Filter the listing so that only lines with the word "named" remain.
====== TASK DATA ======
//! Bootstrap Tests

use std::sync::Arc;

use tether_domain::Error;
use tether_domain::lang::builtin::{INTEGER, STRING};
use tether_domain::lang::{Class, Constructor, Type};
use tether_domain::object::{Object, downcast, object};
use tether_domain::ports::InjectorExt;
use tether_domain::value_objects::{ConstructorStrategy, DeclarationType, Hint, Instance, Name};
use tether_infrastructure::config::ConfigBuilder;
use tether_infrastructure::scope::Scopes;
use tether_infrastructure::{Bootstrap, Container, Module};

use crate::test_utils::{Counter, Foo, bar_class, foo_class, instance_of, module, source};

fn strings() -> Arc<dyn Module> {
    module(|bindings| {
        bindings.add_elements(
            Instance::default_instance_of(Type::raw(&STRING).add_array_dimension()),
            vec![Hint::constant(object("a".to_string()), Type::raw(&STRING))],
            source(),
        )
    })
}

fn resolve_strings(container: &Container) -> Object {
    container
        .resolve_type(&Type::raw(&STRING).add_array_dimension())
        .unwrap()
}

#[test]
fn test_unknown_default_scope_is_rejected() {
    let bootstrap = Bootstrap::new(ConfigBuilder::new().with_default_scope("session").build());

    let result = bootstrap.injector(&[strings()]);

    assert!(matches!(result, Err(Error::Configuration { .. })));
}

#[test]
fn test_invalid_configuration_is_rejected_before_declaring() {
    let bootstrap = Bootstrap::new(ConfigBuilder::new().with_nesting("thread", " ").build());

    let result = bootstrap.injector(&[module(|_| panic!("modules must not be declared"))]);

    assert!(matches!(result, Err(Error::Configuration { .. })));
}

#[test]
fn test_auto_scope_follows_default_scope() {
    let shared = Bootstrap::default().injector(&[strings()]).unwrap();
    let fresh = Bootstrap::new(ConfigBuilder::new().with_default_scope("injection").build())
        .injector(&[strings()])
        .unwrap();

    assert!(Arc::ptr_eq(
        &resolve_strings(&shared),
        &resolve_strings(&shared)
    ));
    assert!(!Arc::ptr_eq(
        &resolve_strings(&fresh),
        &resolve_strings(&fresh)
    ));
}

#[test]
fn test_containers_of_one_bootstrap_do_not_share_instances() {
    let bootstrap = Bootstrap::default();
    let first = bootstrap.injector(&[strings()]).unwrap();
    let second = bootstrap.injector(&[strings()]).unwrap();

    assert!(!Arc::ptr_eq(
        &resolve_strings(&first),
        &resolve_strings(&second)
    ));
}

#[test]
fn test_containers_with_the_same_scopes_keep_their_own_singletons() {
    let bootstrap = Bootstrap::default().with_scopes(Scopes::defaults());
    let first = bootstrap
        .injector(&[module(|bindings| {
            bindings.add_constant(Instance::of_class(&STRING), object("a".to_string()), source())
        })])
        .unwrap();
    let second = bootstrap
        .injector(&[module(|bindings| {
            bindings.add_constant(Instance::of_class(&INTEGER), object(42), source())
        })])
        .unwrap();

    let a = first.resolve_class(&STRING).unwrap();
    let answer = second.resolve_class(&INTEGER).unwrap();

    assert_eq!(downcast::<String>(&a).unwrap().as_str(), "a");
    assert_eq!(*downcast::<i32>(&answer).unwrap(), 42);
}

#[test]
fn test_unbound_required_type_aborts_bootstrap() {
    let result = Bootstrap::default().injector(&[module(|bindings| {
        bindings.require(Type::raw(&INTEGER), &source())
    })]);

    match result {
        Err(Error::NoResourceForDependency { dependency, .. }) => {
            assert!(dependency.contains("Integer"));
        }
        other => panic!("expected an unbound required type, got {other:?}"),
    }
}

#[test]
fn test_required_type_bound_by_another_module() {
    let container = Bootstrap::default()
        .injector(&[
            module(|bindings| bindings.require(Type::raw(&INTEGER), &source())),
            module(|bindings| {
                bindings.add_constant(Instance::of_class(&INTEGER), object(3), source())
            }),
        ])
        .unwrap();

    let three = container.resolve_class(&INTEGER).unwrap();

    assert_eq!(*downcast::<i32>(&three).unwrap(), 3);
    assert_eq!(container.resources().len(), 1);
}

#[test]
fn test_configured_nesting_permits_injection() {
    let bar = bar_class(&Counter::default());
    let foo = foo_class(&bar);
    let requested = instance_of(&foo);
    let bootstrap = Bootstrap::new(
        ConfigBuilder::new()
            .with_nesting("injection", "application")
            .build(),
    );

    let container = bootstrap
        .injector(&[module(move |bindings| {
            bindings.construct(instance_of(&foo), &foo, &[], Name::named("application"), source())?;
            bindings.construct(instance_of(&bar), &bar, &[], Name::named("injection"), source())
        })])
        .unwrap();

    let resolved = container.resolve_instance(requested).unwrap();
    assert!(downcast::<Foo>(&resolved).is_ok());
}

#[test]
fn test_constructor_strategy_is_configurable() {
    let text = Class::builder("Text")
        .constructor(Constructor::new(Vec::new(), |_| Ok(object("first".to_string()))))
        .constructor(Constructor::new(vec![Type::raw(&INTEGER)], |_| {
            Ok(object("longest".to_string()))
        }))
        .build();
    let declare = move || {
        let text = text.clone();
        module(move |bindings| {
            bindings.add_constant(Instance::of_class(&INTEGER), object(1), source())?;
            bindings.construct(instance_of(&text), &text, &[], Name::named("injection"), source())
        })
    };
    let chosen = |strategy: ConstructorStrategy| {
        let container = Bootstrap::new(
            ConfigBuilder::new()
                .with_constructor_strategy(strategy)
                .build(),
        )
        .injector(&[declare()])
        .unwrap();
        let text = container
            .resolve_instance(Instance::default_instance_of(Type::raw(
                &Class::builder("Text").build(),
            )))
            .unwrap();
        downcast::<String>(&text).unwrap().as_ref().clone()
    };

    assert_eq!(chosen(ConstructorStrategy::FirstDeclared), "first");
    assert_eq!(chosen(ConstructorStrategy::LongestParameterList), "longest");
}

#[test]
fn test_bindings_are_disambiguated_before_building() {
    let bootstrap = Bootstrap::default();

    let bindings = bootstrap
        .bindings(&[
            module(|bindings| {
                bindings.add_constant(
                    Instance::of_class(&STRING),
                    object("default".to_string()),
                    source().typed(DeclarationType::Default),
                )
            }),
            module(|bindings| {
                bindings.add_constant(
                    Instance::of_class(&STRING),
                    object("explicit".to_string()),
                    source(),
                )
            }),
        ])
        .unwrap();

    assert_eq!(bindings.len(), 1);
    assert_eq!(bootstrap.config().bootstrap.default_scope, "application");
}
======
◆ **RESULT OF THE EXERCISE**
            bindings.construct(instance_of(&foo), &foo, &[], Name::named("application"), source())?;
            bindings.construct(instance_of(&bar), &bar, &[], Name::named("injection"), source())
            bindings.construct(instance_of(&text), &text, &[], Name::named("injection"), source())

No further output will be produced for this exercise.